** DATA TO PROCESS follows **
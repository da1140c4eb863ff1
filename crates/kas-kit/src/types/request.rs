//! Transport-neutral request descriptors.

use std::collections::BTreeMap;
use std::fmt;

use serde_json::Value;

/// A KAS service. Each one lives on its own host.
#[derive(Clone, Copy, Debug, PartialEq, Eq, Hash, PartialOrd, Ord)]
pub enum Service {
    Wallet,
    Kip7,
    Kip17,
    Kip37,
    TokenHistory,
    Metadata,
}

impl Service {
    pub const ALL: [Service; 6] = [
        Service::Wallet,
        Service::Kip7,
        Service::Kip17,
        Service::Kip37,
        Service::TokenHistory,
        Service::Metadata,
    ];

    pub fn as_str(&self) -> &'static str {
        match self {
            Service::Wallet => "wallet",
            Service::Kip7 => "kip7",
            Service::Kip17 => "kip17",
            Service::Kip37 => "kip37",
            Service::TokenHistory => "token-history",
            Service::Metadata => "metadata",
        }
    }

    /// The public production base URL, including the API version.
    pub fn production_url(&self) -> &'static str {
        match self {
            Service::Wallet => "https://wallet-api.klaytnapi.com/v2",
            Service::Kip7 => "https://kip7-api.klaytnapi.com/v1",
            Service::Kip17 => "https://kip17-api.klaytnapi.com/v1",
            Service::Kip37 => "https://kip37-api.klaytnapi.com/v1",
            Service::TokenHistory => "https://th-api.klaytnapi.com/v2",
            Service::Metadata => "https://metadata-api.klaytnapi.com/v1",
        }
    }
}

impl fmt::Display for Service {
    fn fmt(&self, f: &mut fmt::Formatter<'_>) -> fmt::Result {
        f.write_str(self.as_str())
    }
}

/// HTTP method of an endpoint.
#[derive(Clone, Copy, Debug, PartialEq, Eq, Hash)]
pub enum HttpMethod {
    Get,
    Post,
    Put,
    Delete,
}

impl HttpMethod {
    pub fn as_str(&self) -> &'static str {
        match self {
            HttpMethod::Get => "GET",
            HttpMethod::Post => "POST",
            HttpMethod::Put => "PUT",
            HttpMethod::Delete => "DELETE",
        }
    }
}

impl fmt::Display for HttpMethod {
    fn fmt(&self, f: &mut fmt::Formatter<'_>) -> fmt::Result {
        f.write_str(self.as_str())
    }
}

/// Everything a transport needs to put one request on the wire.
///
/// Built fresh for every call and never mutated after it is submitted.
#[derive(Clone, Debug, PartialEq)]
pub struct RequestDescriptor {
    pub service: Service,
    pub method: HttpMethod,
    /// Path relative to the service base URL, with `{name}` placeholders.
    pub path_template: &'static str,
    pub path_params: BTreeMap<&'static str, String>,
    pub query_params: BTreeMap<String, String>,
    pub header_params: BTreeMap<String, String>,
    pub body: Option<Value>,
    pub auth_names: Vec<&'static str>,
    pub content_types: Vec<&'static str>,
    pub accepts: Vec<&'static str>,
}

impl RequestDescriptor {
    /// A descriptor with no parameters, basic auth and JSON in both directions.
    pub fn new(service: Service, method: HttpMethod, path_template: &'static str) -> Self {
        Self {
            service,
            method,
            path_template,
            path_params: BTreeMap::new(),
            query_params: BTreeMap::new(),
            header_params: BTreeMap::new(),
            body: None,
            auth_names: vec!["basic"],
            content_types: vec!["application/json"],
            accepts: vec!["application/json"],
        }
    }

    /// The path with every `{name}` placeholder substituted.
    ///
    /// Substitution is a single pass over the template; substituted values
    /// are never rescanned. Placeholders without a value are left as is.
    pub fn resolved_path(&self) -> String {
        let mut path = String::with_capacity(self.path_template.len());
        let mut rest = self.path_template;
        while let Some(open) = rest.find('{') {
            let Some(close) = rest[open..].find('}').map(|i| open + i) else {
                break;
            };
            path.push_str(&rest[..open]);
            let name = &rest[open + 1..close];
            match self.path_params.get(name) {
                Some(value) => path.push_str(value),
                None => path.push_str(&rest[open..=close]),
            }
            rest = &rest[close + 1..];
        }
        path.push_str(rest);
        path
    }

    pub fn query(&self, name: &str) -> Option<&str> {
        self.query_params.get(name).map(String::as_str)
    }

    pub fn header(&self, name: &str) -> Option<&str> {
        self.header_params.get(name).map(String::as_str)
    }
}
** End of DATA TO PROCESS **
** DATA TO PROCESS follows **
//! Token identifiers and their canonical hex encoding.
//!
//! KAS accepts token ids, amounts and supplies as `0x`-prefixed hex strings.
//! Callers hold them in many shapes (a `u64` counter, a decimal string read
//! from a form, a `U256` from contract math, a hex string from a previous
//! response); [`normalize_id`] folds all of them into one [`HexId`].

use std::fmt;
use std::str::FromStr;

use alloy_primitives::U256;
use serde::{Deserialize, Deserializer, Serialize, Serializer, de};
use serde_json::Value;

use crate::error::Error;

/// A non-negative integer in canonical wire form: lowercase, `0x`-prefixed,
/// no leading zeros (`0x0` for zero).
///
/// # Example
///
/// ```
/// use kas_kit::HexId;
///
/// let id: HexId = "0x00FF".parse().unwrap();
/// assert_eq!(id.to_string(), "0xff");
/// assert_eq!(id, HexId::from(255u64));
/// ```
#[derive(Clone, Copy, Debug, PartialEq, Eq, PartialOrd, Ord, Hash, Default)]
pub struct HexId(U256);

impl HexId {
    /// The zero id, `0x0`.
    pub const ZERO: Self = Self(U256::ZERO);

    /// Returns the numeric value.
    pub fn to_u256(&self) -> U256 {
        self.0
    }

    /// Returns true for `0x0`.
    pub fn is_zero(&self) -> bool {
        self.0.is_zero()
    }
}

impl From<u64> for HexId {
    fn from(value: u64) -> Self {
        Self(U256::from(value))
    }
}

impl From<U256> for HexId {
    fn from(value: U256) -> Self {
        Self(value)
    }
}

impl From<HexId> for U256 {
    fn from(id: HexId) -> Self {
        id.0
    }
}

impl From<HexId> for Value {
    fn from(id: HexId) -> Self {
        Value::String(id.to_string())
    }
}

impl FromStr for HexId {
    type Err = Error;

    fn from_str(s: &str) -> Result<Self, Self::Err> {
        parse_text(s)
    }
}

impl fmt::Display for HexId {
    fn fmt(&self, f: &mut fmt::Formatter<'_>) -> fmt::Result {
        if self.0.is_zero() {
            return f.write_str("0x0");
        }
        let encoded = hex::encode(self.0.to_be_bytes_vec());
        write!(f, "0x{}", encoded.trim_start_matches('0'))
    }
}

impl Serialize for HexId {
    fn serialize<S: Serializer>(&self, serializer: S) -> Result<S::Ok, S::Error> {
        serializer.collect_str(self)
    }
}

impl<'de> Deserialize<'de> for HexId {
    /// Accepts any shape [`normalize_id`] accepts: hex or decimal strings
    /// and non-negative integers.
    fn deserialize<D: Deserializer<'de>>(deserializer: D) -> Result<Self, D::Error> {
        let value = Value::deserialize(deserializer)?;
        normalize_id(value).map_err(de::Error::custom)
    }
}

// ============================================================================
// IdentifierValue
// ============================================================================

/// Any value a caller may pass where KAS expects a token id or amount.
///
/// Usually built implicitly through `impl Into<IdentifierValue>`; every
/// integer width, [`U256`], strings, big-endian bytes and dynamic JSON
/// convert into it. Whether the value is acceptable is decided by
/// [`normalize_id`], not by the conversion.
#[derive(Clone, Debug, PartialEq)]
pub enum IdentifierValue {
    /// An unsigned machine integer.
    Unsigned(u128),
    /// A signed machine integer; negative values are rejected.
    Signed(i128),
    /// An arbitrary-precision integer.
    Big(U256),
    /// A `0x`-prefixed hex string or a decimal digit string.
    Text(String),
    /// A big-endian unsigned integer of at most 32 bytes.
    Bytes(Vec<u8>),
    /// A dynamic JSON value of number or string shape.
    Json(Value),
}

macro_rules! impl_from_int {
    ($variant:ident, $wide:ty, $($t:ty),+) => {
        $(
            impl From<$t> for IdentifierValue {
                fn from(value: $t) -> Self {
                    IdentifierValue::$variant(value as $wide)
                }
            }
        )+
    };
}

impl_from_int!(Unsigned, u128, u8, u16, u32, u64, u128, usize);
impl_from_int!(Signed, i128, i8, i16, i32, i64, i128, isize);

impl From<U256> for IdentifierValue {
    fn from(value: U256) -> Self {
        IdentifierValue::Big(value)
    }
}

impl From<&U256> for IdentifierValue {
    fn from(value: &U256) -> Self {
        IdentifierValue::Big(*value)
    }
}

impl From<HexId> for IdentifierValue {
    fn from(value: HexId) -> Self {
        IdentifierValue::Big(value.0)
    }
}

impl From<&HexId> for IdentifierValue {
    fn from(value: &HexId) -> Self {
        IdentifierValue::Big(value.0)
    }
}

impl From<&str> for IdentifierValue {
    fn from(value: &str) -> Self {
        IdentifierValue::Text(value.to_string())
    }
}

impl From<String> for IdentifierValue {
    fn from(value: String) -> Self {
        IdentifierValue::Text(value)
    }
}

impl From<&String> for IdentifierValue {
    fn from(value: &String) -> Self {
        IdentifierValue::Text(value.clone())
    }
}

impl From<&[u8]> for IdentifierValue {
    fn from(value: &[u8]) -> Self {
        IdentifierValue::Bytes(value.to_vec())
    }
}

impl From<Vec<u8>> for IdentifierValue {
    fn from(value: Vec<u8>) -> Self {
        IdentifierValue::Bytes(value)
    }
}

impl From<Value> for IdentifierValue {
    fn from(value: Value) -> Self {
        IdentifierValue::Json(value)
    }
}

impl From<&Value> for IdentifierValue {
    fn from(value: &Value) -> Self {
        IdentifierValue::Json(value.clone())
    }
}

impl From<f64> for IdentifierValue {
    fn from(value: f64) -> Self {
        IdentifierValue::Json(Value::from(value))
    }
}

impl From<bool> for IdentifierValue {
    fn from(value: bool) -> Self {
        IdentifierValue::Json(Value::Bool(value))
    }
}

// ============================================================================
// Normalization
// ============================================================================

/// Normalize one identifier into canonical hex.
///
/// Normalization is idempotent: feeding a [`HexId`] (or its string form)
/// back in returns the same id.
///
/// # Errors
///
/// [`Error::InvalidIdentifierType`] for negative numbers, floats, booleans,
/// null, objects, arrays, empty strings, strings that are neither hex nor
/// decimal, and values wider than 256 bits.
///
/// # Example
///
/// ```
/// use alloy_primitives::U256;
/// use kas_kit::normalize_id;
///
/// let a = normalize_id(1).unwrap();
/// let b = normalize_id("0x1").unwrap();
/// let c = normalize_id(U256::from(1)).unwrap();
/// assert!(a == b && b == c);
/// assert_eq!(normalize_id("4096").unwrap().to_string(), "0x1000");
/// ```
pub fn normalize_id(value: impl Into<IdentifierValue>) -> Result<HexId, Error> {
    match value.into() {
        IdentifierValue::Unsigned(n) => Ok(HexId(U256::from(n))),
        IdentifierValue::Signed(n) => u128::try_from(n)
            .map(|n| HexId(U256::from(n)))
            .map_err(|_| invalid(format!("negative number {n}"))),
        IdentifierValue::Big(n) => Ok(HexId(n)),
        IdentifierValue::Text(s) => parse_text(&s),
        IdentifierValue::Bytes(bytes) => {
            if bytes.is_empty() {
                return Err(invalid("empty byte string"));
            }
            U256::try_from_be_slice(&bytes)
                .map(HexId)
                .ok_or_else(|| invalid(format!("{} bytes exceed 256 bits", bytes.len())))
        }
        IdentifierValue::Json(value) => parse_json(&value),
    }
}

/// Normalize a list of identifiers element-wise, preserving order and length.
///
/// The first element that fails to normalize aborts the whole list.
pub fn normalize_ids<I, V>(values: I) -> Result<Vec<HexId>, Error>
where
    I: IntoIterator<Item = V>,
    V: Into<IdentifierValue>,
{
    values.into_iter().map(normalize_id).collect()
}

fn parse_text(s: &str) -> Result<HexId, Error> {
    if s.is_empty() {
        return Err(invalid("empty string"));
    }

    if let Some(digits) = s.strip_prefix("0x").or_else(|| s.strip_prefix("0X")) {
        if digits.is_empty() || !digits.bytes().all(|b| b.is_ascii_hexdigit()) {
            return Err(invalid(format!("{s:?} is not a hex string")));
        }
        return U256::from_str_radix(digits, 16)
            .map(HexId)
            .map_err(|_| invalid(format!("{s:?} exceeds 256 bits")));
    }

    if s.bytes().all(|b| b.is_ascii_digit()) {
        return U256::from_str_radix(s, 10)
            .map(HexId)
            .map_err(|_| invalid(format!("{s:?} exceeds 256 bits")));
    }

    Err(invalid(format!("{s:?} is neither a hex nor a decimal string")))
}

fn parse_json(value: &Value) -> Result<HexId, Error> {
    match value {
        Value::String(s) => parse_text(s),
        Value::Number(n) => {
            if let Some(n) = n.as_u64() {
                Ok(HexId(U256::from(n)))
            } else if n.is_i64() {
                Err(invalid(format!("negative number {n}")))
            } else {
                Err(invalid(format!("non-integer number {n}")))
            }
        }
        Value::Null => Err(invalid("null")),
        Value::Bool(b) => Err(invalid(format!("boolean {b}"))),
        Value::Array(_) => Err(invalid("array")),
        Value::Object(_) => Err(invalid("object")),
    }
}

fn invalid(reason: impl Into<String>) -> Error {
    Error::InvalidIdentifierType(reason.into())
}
** End of DATA TO PROCESS **
◆ WORK TASK
Extract each line holding the word "machine" from the records.

◆ YOUR SOLUTION
    /// An unsigned machine integer.
    /// A signed machine integer; negative values are rejected.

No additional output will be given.